Stored entries:
pub mod bulk_update;
pub mod transaction;

use crate::config::AppConfig;
use crate::errors::ServiceError;
use metrics::{counter, gauge};
use sea_orm::{ConnectOptions, Database, DatabaseConnection};
use sea_orm_migration::MigratorTrait;
use std::time::Duration;
use tracing::{debug, error, info};

pub use bulk_update::CaseUpdate;
pub use transaction::UnitOfWork;

/// Type alias for a database connection pool
pub type DbPool = DatabaseConnection;

/// Configuration for database connection
#[derive(Debug, Clone)]
pub struct DbConfig {
    /// Database connection URL
    pub url: String,
    /// Maximum number of connections
    pub max_connections: u32,
    /// Minimum number of connections
    pub min_connections: u32,
    /// Connection timeout duration
    pub connect_timeout: Duration,
    /// Idle timeout duration
    pub idle_timeout: Duration,
    /// Acquire connection timeout
    pub acquire_timeout: Duration,
}

impl Default for DbConfig {
    fn default() -> Self {
        Self {
            url: String::new(),
            max_connections: 10,
            min_connections: 1,
            connect_timeout: Duration::from_secs(30),
            idle_timeout: Duration::from_secs(600),
            acquire_timeout: Duration::from_secs(8),
        }
    }
}

impl From<&AppConfig> for DbConfig {
    fn from(cfg: &AppConfig) -> Self {
        Self {
            url: cfg.database_url.clone(),
            max_connections: cfg.db_max_connections,
            min_connections: cfg.db_min_connections,
            connect_timeout: Duration::from_secs(cfg.db_connect_timeout_secs),
            idle_timeout: Duration::from_secs(cfg.db_idle_timeout_secs),
            acquire_timeout: Duration::from_secs(cfg.db_acquire_timeout_secs),
        }
    }
}

/// Establishes a connection pool to the database with custom configuration
///
/// # Errors
/// Returns a `ServiceError` if the connection cannot be established
pub async fn establish_connection_with_config(config: &DbConfig) -> Result<DbPool, ServiceError> {
    debug!("Configuring database connection with: {:?}", config);

    let mut opt = ConnectOptions::new(config.url.clone());

    opt.max_connections(config.max_connections)
        .min_connections(config.min_connections)
        .connect_timeout(config.connect_timeout)
        .acquire_timeout(config.acquire_timeout)
        .idle_timeout(config.idle_timeout)
        .sqlx_logging(false);

    gauge!("inventory_ledger_db.max_connections", config.max_connections as f64);

    info!(
        "Connecting to database with max_connections={}",
        config.max_connections
    );

    let db_pool = Database::connect(opt).await.map_err(|e| {
        error!("Database connection establishment failed: {}", e);
        counter!("inventory_ledger_db.connection_failures", 1);
        ServiceError::db_error(e)
    })?;

    info!("Database connection pool established successfully");

    Ok(db_pool)
}

/// Establish DB pool using AppConfig tuning, running migrations when `auto_migrate` is set
pub async fn establish_connection_from_app_config(cfg: &AppConfig) -> Result<DbPool, ServiceError> {
    let db_cfg: DbConfig = cfg.into();
    let pool = establish_connection_with_config(&db_cfg).await?;
    if cfg.auto_migrate {
        run_migrations(&pool).await?;
    }
    Ok(pool)
}

/// Runs the embedded schema migrations
///
/// # Errors
/// Returns a `ServiceError` if migrations fail to execute
pub async fn run_migrations(pool: &DbPool) -> Result<(), ServiceError> {
    info!("Running database migrations");
    let start = std::time::Instant::now();

    let result = crate::migrator::Migrator::up(pool, None)
        .await
        .map_err(ServiceError::DatabaseError);

    let elapsed = start.elapsed();
    match &result {
        Ok(_) => info!(
            "Database migrations completed successfully in {:?}",
            elapsed
        ),
        Err(e) => error!("Database migrations failed after {:?}: {}", elapsed, e),
    }

    result
}
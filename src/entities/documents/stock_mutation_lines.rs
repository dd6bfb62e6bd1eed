use rust_decimal::Decimal;
use sea_orm::entity::prelude::*;
use serde::{Deserialize, Serialize};

#[derive(Clone, Debug, PartialEq, DeriveEntityModel, Serialize, Deserialize)]
#[sea_orm(table_name = "stock_mutation_lines")]
pub struct Model {
    #[sea_orm(primary_key, auto_increment = false)]
    pub doc_no: String,
    #[sea_orm(primary_key, auto_increment = false)]
    pub line_no: i32,
    pub item: String,
    pub batch: String,
    pub source: String,
    #[sea_orm(column_type = "Decimal(Some((19, 4)))")]
    pub quantity: Decimal,
    pub cancelled: bool,
    pub remark: Option<String>,
}

#[derive(Copy, Clone, Debug, EnumIter, DeriveRelation)]
pub enum Relation {
    #[sea_orm(
        belongs_to = "super::stock_mutation_headers::Entity",
        from = "Column::DocNo",
        to = "super::stock_mutation_headers::Column::DocNo"
    )]
    Header,
}

impl Related<super::stock_mutation_headers::Entity> for Entity {
    fn to() -> RelationDef {
        Relation::Header.def()
    }
}

impl ActiveModelBehavior for ActiveModel {}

— Description of the task —
Your response should be the lines above from the first to the one containing "Database connection URL", inclusive, each given exactly.

— Result of the exercise —
pub mod bulk_update;
pub mod transaction;

use crate::config::AppConfig;
use crate::errors::ServiceError;
use metrics::{counter, gauge};
use sea_orm::{ConnectOptions, Database, DatabaseConnection};
use sea_orm_migration::MigratorTrait;
use std::time::Duration;
use tracing::{debug, error, info};

pub use bulk_update::CaseUpdate;
pub use transaction::UnitOfWork;

/// Type alias for a database connection pool
pub type DbPool = DatabaseConnection;

/// Configuration for database connection
#[derive(Debug, Clone)]
pub struct DbConfig {
    /// Database connection URL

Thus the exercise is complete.